We'll cover the profiler later, but the timeit module is easy, and it's even easier to use in a notebook...


In [81]:
aeronet_aot_500 = cis.read_data("../resources/WorkshopData2016/Aeronet/920801_150530_Brussels.lev20", "AOT_500")

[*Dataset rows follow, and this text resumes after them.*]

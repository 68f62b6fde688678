use chrono::{DateTime, Utc};
use rust_decimal::Decimal;
use serde::{Deserialize, Serialize};
use validator::Validate;

use crate::models::application::ApplicationStage;

#[derive(Debug, Clone, Serialize, Deserialize, Validate)]
pub struct ApplyForJobPayload {
    pub job_posting_id: i64,
    pub cv_profile_id: Option<i64>,
    #[serde(default)]
    #[validate(length(max = 3000))]
    pub cover_letter: String,
}

#[derive(Debug, Clone, Serialize, Deserialize, Validate)]
pub struct UpdateStagePayload {
    pub application_id: i64,
    #[serde(default)]
    pub stage: String,
}

#[derive(Debug, Clone, Serialize, Deserialize, Validate)]
pub struct CreateFollowUpNotePayload {
    pub application_id: i64,
    #[validate(length(min = 1, max = 2000))]
    pub note: String,
}

#[derive(Debug, Clone, Serialize, Deserialize)]
pub struct FollowUpNoteView {
    pub id: i64,
    pub admin_id: i64,
    pub admin_name: String,
    pub note: String,
    pub created_at: DateTime<Utc>,
}

/// Application hydrated with job title, candidate identity, scorecard and notes.
#[derive(Debug, Clone, Serialize, Deserialize)]
pub struct JobApplicationView {
    pub id: i64,
    pub job_posting_id: i64,
    pub job_title: String,
    pub candidate_id: i64,
    pub candidate_name: String,
    pub candidate_email: String,
    pub cv_profile_id: Option<i64>,
    pub stage: ApplicationStage,
    pub cover_letter: String,
    pub strengths_summary: String,
    pub weaknesses_summary: String,
    pub match_score: Decimal,
    pub skill_match_score: Decimal,
    pub experience_score: Decimal,
    pub education_score: Decimal,
    pub certifications_score: Decimal,
    pub overall_score: Decimal,
    pub submitted_at: DateTime<Utc>,
    pub follow_up_notes: Vec<FollowUpNoteView>,
}
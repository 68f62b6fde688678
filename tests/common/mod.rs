#![allow(dead_code)]

use std::sync::{Arc, Mutex};

use applicant_tracking::models::user::{NewUser, User, UserRole};
use applicant_tracking::repository::MemoryStore;
use applicant_tracking::services::email_service::{DeliveryOutcome, EmailSender};
use applicant_tracking::services::sms_service::SmsSender;
use applicant_tracking::AppState;
use async_trait::async_trait;
use tempfile::TempDir;

/// Captures every hand-off and answers with a fixed outcome, except for a
/// destination singled out with `failing_for`.
pub struct RecordingChannel {
    outcome: DeliveryOutcome,
    rejected: Option<(String, DeliveryOutcome)>,
    sent: Mutex<Vec<(String, String)>>,
}

impl RecordingChannel {
    pub fn succeeding() -> Arc<Self> {
        Arc::new(Self {
            outcome: DeliveryOutcome::sent("Sent"),
            rejected: None,
            sent: Mutex::new(Vec::new()),
        })
    }

    pub fn failing(response: &str) -> Arc<Self> {
        Arc::new(Self {
            outcome: DeliveryOutcome::failed(response),
            rejected: None,
            sent: Mutex::new(Vec::new()),
        })
    }

    pub fn failing_for(destination: &str, response: &str) -> Arc<Self> {
        Arc::new(Self {
            outcome: DeliveryOutcome::sent("Sent"),
            rejected: Some((destination.to_string(), DeliveryOutcome::failed(response))),
            sent: Mutex::new(Vec::new()),
        })
    }

    fn answer(&self, to: &str, text: &str) -> DeliveryOutcome {
        self.sent
            .lock()
            .unwrap()
            .push((to.to_string(), text.to_string()));
        match &self.rejected {
            Some((destination, outcome)) if destination == to => outcome.clone(),
            _ => self.outcome.clone(),
        }
    }

    /// (destination, text) pairs in send order.
    pub fn sent(&self) -> Vec<(String, String)> {
        self.sent.lock().unwrap().clone()
    }
}

#[async_trait]
impl EmailSender for RecordingChannel {
    async fn send(&self, to: &str, subject: &str, _body: &str) -> DeliveryOutcome {
        self.answer(to, subject)
    }
}

#[async_trait]
impl SmsSender for RecordingChannel {
    async fn send(&self, to: &str, message: &str) -> DeliveryOutcome {
        self.answer(to, message)
    }
}

pub struct Harness {
    pub store: Arc<MemoryStore>,
    pub state: AppState,
    pub email: Arc<RecordingChannel>,
    pub sms: Arc<RecordingChannel>,
    _cv_dir: TempDir,
}

impl Harness {
    pub fn new() -> Self {
        Self::with_channels(RecordingChannel::succeeding(), RecordingChannel::succeeding())
    }

    pub fn with_channels(email: Arc<RecordingChannel>, sms: Arc<RecordingChannel>) -> Self {
        let store = Arc::new(MemoryStore::new());
        let cv_dir = tempfile::tempdir().expect("temp dir");
        let state = AppState::new(store.clone(), email.clone(), sms.clone(), cv_dir.path());
        Self {
            store,
            state,
            email,
            sms,
            _cv_dir: cv_dir,
        }
    }

    pub async fn admin(&self, first: &str) -> User {
        self.store
            .seed_user(NewUser {
                first_name: first.to_string(),
                last_name: "Admin".to_string(),
                email: format!("{}@corp.example", first.to_lowercase()),
                phone_number: "+15550100".to_string(),
                role: UserRole::Admin,
                is_active: true,
            })
            .await
    }

    pub async fn candidate(&self, first: &str) -> User {
        self.store
            .seed_user(NewUser {
                first_name: first.to_string(),
                last_name: "Candidate".to_string(),
                email: format!("{}@mail.example", first.to_lowercase()),
                phone_number: "+15550199".to_string(),
                role: UserRole::Candidate,
                is_active: true,
            })
            .await
    }
}
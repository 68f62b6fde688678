use chrono::{DateTime, Utc};
use serde::{Deserialize, Serialize};
use validator::Validate;

use crate::models::interview::InterviewStatus;

fn default_interview_type() -> String {
    "Screening".to_string()
}

fn default_time_zone() -> String {
    "UTC".to_string()
}

#[derive(Debug, Clone, Serialize, Deserialize, Validate)]
pub struct CreateInterviewPayload {
    pub application_id: i64,
    #[serde(default = "default_interview_type")]
    #[validate(length(max = 80))]
    pub interview_type: String,
    pub scheduled_start: DateTime<Utc>,
    pub scheduled_end: DateTime<Utc>,
    #[serde(default = "default_time_zone")]
    #[validate(length(max = 80))]
    pub time_zone: String,
    #[serde(default)]
    #[validate(length(max = 500))]
    pub meeting_link_or_location: String,
    #[serde(default)]
    #[validate(length(max = 2000))]
    pub notes: String,
}

#[derive(Debug, Clone, Serialize, Deserialize, Validate)]
pub struct UpdateInterviewStatusPayload {
    pub interview_id: i64,
    #[serde(default)]
    pub status: String,
    #[serde(default)]
    #[validate(length(max = 2000))]
    pub notes: String,
}

#[derive(Debug, Clone, Serialize, Deserialize)]
pub struct InterviewView {
    pub id: i64,
    pub job_application_id: i64,
    pub candidate_id: i64,
    pub candidate_name: String,
    pub admin_id: i64,
    pub admin_name: String,
    pub interview_type: String,
    pub status: InterviewStatus,
    pub scheduled_start: DateTime<Utc>,
    pub scheduled_end: DateTime<Utc>,
    pub time_zone: String,
    pub meeting_link_or_location: String,
    pub notes: String,
}
use chrono::{DateTime, Utc};
use serde::{Deserialize, Serialize};

/// Audit row as shown to readers, with the actor resolved to a display name.
#[derive(Debug, Clone, Serialize, Deserialize)]
pub struct AuditEventView {
    pub id: i64,
    pub actor_user_id: Option<i64>,
    pub actor_name: String,
    pub source: String,
    pub action: String,
    pub category: String,
    pub related_entity_id: Option<i64>,
    pub details: String,
    pub created_at: DateTime<Utc>,
}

def collocate_satellite_swath_with_aeronet(swath):
    return swath.collocated_onto(aeronet_aot_500, h_sep=100)

In [79]:
files = ["../resources/WorkshopData2016/AerosolCCI/20080411002335-ESACCI-L2P_AEROSOL-AER_PRODUCTS-AATSR-ENVISAT-ORAC_31962-fv03.04.nc",
         "../resources/WorkshopData2016/AerosolCCI/20080411020411-ESACCI-L2P_AEROSOL-AER_PRODUCTS-AATSR-ENVISAT-ORAC_31963-fv03.04.nc",
         "../resources/WorkshopData2016/AerosolCCI/20080411034447-ESACCI-L2P_AEROSOL-AER_PRODUCTS-AATSR-ENVISAT-ORAC_31964-fv03.04.nc",
         "../resources/WorkshopData2016/AerosolCCI/20080411052523-ESACCI-L2P_AEROSOL-AER_PRODUCTS-AATSR-ENVISAT-ORAC_31965-fv03.04.nc",
         "../resources/WorkshopData2016/AerosolCCI/20080411070559-ESACCI-L2P_AEROSOL-AER_PRODUCTS-AATSR-ENVISAT-ORAC_31966-fv03.04.nc"]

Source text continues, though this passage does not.